# Rum Chata



## David_ESM (May 11, 2011)

Brand: Rum Chata 
Type: Horchata inspired Caribbean Rum 
Price: Unavailable in WA but appears to be $17-22 
Fixed: Over ice 

This is one that I was curious about since I first spotted it in a bomb on Puff. I went looking for it, but it was unavailable in our state run liquor system. Bummer. Until a bottle arrived this week courtesy of PianoMan (Justin). 

Description from the website, “Rum cream made as an authentic replica of the best Horchata you have ever tasted. Made from scratch using real ingredients – rice, sugar, cinnamon and vanilla. This is Real Horchata, not an imitation flavored Horchata beverage.” 

Personally I have not had real non-alcoholic Horchata. That isn’t necessarily by choice, it is just not a beverage I have found available anywhere around here.

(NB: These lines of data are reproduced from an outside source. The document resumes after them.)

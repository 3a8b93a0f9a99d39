//! The save-progress state machine

use serde::{Deserialize, Serialize};

/// Save progress for the profile form.
///
/// A successful save walks `Idle → Saving → Saved → Idle` with no skipped
/// states; the last two transitions fire on timers. `Error` is entered only
/// when the injected [`SaveSink`](crate::SaveSink) fails — the built-in
/// sink never does, so the state is reserved rather than routine.
#[derive(Debug, Clone, Copy, Default, PartialEq, Eq, Serialize, Deserialize)]
#[serde(rename_all = "lowercase")]
pub enum SaveStatus {
	#[default]
	Idle,
	Saving,
	Saved,
	Error,
}

impl SaveStatus {
	/// Whether a save is currently in flight.
	pub fn is_saving(self) -> bool {
		matches!(self, Self::Saving)
	}
}
//! Editor configuration

use std::time::Duration;

use serde::{Deserialize, Serialize};

use crate::logo::MAX_LOGO_BYTES;

/// Tunables for one editor instance. [`Default`] reproduces the shipped
/// form's behavior exactly.
#[derive(Debug, Clone, PartialEq, Eq, Serialize, Deserialize)]
#[serde(default)]
pub struct EditorConfig {
	/// Simulated persistence latency before `Saving → Saved`.
	pub save_delay: Duration,
	/// How long the saved confirmation lingers before `Saved → Idle`.
	pub saved_reset_delay: Duration,
	/// Simulated decode latency for an accepted logo upload.
	pub logo_decode_delay: Duration,
	/// Upper bound on accepted logo uploads, in bytes.
	pub max_logo_bytes: usize,
	/// When `true`, `save()` marks every validated field touched before the
	/// full-record check, so a blocked save always shows its reasons. The
	/// default `false` matches the original form, where an untouched invalid
	/// field blocks the save without a visible message.
	pub touch_all_on_save: bool,
}

impl Default for EditorConfig {
	fn default() -> Self {
		Self {
			save_delay: Duration::from_millis(2000),
			saved_reset_delay: Duration::from_millis(3000),
			logo_decode_delay: Duration::from_millis(1500),
			max_logo_bytes: MAX_LOGO_BYTES,
			touch_all_on_save: false,
		}
	}
}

So knowing nothing about what Horchata is supposed to taste like, I am just going to describe this in terms of personal flavor experiences. 

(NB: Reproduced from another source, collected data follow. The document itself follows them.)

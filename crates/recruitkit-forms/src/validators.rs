//! Regex predicates shared by the field rules

use once_cell::sync::Lazy;
use regex::Regex;

/// `local@domain.tld` with no embedded whitespace and at least one dot in
/// the domain. Deliberately loose; deliverability is not checked here.
static EMAIL_RE: Lazy<Regex> = Lazy::new(|| {
	Regex::new(r"^[^\s@]+@[^\s@]+\.[^\s@]+$").expect("email pattern is valid")
});

/// Bare domain: alphanumeric/hyphen label, a dot, and a 2+ letter TLD.
/// No scheme, no path — the form shows the field next to a `https://` affix.
static WEBSITE_RE: Lazy<Regex> = Lazy::new(|| {
	Regex::new(r"^[a-zA-Z0-9][a-zA-Z0-9-]{0,61}[a-zA-Z0-9]*\.[a-zA-Z]{2,}$")
		.expect("website pattern is valid")
});

/// Check whether `value` has the `local@domain.tld` shape.
///
/// # Examples
///
/// ```
/// use recruitkit_forms::validators::is_valid_email;
///
/// assert!(is_valid_email("contact@sisyphusventures.com"));
/// assert!(!is_valid_email("not-an-email"));
/// assert!(!is_valid_email("space in@local.part"));
/// ```
pub fn is_valid_email(value: &str) -> bool {
	EMAIL_RE.is_match(value)
}

/// Check whether `value` is a bare domain such as `example.com`.
///
/// # Examples
///
/// ```
/// use recruitkit_forms::validators::is_valid_website;
///
/// assert!(is_valid_website("example.com"));
/// assert!(is_valid_website("untitledui.com"));
/// assert!(!is_valid_website("not a domain"));
/// assert!(!is_valid_website("https://example.com"));
/// ```
pub fn is_valid_website(value: &str) -> bool {
	WEBSITE_RE.is_match(value)
}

First I tried it plainly over ice. The immediate thought is that it tastes like you ate a bowl of Cinnamon Toast Crunch and then spiked the remaining milk with a cheap booze. The liquor aspect I think is obviously not the highest quality. It is only about 28 proof yet it has a strong menthol/alcohol burn one would normally associate with a much higher proof cheap liquor. 

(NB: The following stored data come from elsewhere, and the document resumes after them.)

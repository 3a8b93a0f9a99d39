//! Error and touched-state bookkeeping
//!
//! [`ValidationState`] tracks two maps across a form session: field name to
//! error message, and the set of fields the user has interacted with. Error
//! visibility is gated on touched state so a pristine form never opens
//! covered in red.

use std::collections::{HashMap, HashSet};

use crate::field::{VALIDATED_FIELDS, validate_field};

/// Per-session validation bookkeeping for one form.
#[derive(Debug, Default, Clone)]
pub struct ValidationState {
	/// Field name → user-facing message. Absent key means no error.
	errors: HashMap<String, String>,
	/// Fields interacted with this session. Monotone: never revoked.
	touched: HashSet<String>,
}

impl ValidationState {
	/// Create empty bookkeeping for a fresh form session.
	///
	/// # Examples
	///
	/// ```
	/// use recruitkit_forms::ValidationState;
	///
	/// let state = ValidationState::new();
	/// assert!(state.field_error("email").is_none());
	/// assert!(!state.is_touched("email"));
	/// ```
	pub fn new() -> Self {
		Self::default()
	}

	/// Recompute a single field's error and merge it into the map.
	///
	/// Other fields' entries are left alone; a clean result removes only
	/// this field's key.
	///
	/// # Examples
	///
	/// ```
	/// use recruitkit_forms::ValidationState;
	///
	/// let mut state = ValidationState::new();
	/// state.update_field_error("email", "nope");
	/// assert!(state.error_message("email").is_some());
	///
	/// state.update_field_error("email", "a@b.com");
	/// assert!(state.error_message("email").is_none());
	/// ```
	pub fn update_field_error(&mut self, field: &str, value: &str) {
		match validate_field(field, value) {
			Some(error) => {
				self.errors.insert(field.to_string(), error.to_string());
			}
			None => {
				self.errors.remove(field);
			}
		}
	}

	/// Mark a field as interacted with. Idempotent.
	///
	/// # Examples
	///
	/// ```
	/// use recruitkit_forms::ValidationState;
	///
	/// let mut state = ValidationState::new();
	/// state.mark_touched("email");
	/// state.mark_touched("email");
	/// assert_eq!(state.touched_count(), 1);
	/// ```
	pub fn mark_touched(&mut self, field: &str) {
		self.touched.insert(field.to_string());
	}

	/// Validate the whole record and replace the error map with the result.
	///
	/// Applies the per-field rules to the fixed [`VALIDATED_FIELDS`] list,
	/// pulling current values through `lookup`. Entries for any other field
	/// (e.g. a logo intake error) are cleared as a side effect. Touched
	/// state is neither consulted nor changed.
	///
	/// Returns `true` iff no field produced a message.
	///
	/// # Examples
	///
	/// ```
	/// use recruitkit_forms::ValidationState;
	///
	/// let mut state = ValidationState::new();
	/// let clean = state.validate_all(|field| match field {
	///     "company_name" => "Acme",
	///     "email" => "a@b.com",
	///     _ => "",
	/// });
	/// assert!(clean);
	/// ```
	pub fn validate_all<'a>(&mut self, lookup: impl Fn(&str) -> &'a str) -> bool {
		let mut fresh = HashMap::new();
		for field in VALIDATED_FIELDS {
			if let Some(error) = validate_field(field, lookup(field)) {
				fresh.insert(field.to_string(), error.to_string());
			}
		}
		let clean = fresh.is_empty();
		self.errors = fresh;
		clean
	}

	/// Record an out-of-band error for a field the rules don't cover
	/// (logo intake rejections).
	pub fn set_error(&mut self, field: &str, message: impl Into<String>) {
		self.errors.insert(field.to_string(), message.into());
	}

	/// Drop a field's error unconditionally.
	pub fn clear_error(&mut self, field: &str) {
		self.errors.remove(field);
	}

	/// The error to display: present only once the field has been touched.
	///
	/// # Examples
	///
	/// ```
	/// use recruitkit_forms::ValidationState;
	///
	/// let mut state = ValidationState::new();
	/// state.update_field_error("email", "nope");
	///
	/// // Error exists but the field was never interacted with.
	/// assert!(state.field_error("email").is_none());
	///
	/// state.mark_touched("email");
	/// assert_eq!(state.field_error("email"), Some("Please enter a valid email address"));
	/// ```
	pub fn field_error(&self, field: &str) -> Option<&str> {
		if !self.is_touched(field) {
			return None;
		}
		self.error_message(field)
	}

	/// The computed error regardless of touched state.
	pub fn error_message(&self, field: &str) -> Option<&str> {
		self.errors.get(field).map(String::as_str)
	}

	/// Whether the valid-indicator should show: touched, clean, and the
	/// current value is non-empty.
	///
	/// # Examples
	///
	/// ```
	/// use recruitkit_forms::ValidationState;
	///
	/// let mut state = ValidationState::new();
	/// assert!(!state.is_field_valid("email", "a@b.com"));
	///
	/// state.mark_touched("email");
	/// state.update_field_error("email", "a@b.com");
	/// assert!(state.is_field_valid("email", "a@b.com"));
	/// assert!(!state.is_field_valid("email", ""));
	/// ```
	pub fn is_field_valid(&self, field: &str, value: &str) -> bool {
		self.is_touched(field) && self.error_message(field).is_none() && !value.is_empty()
	}

	pub fn is_touched(&self, field: &str) -> bool {
		self.touched.contains(field)
	}

	pub fn touched_count(&self) -> usize {
		self.touched.len()
	}

	/// Number of fields currently carrying an error.
	pub fn error_count(&self) -> usize {
		self.errors.len()
	}
}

Now, having said that, this is very enjoyable. That burn does not do enough to detract from the very appealing flavor the drink itself has. Cinnamon is strong and lasts for quite a long time after a sip. The smell of the rice is very prominent and also distinct on the profile. 

Next up I tried a couple of variants of mixed drinks suggested on their website. 

Rice Pudding: 
2 parts Rum Chata / 1 Part Coconut Rum 

Since I am married, we usually have a couple bottles of flavored rums in the house for the wife, so this was easy to mix. In the end I don’t see the point of this mix. The Rumchata already is close to a rice pudding, and I don’t see how Coconut will make it more of one… In the end the Coconut rum did make the drink stronger and gave a heavy smell of coconut, but I don’t think it did much to improve the Rum Chata itself. 

Almond Joy: 
1 part Rum Chata / 1 part Coconut Rum / 2 parts Rootbeer 

Another easy one to mix with what I had at hand. Yet again, I don’t think this does much for me. In the end it tastes a bit like a rootbeer float (cream/rootbeer, no brainer) however the cinnamon is coming through very strong on the back end, and that just doesn’t sit well for my idea of a rootbeer float… I guess if you like making them using cinnamon ice cream you would like this, but it just wasn’t for me. 

Overall I do enjoy the drink and will continue to drink it, however I think I will stick to drinking it straight or perhaps like a Bailey’s in coffee/hot chocolate or such.


----------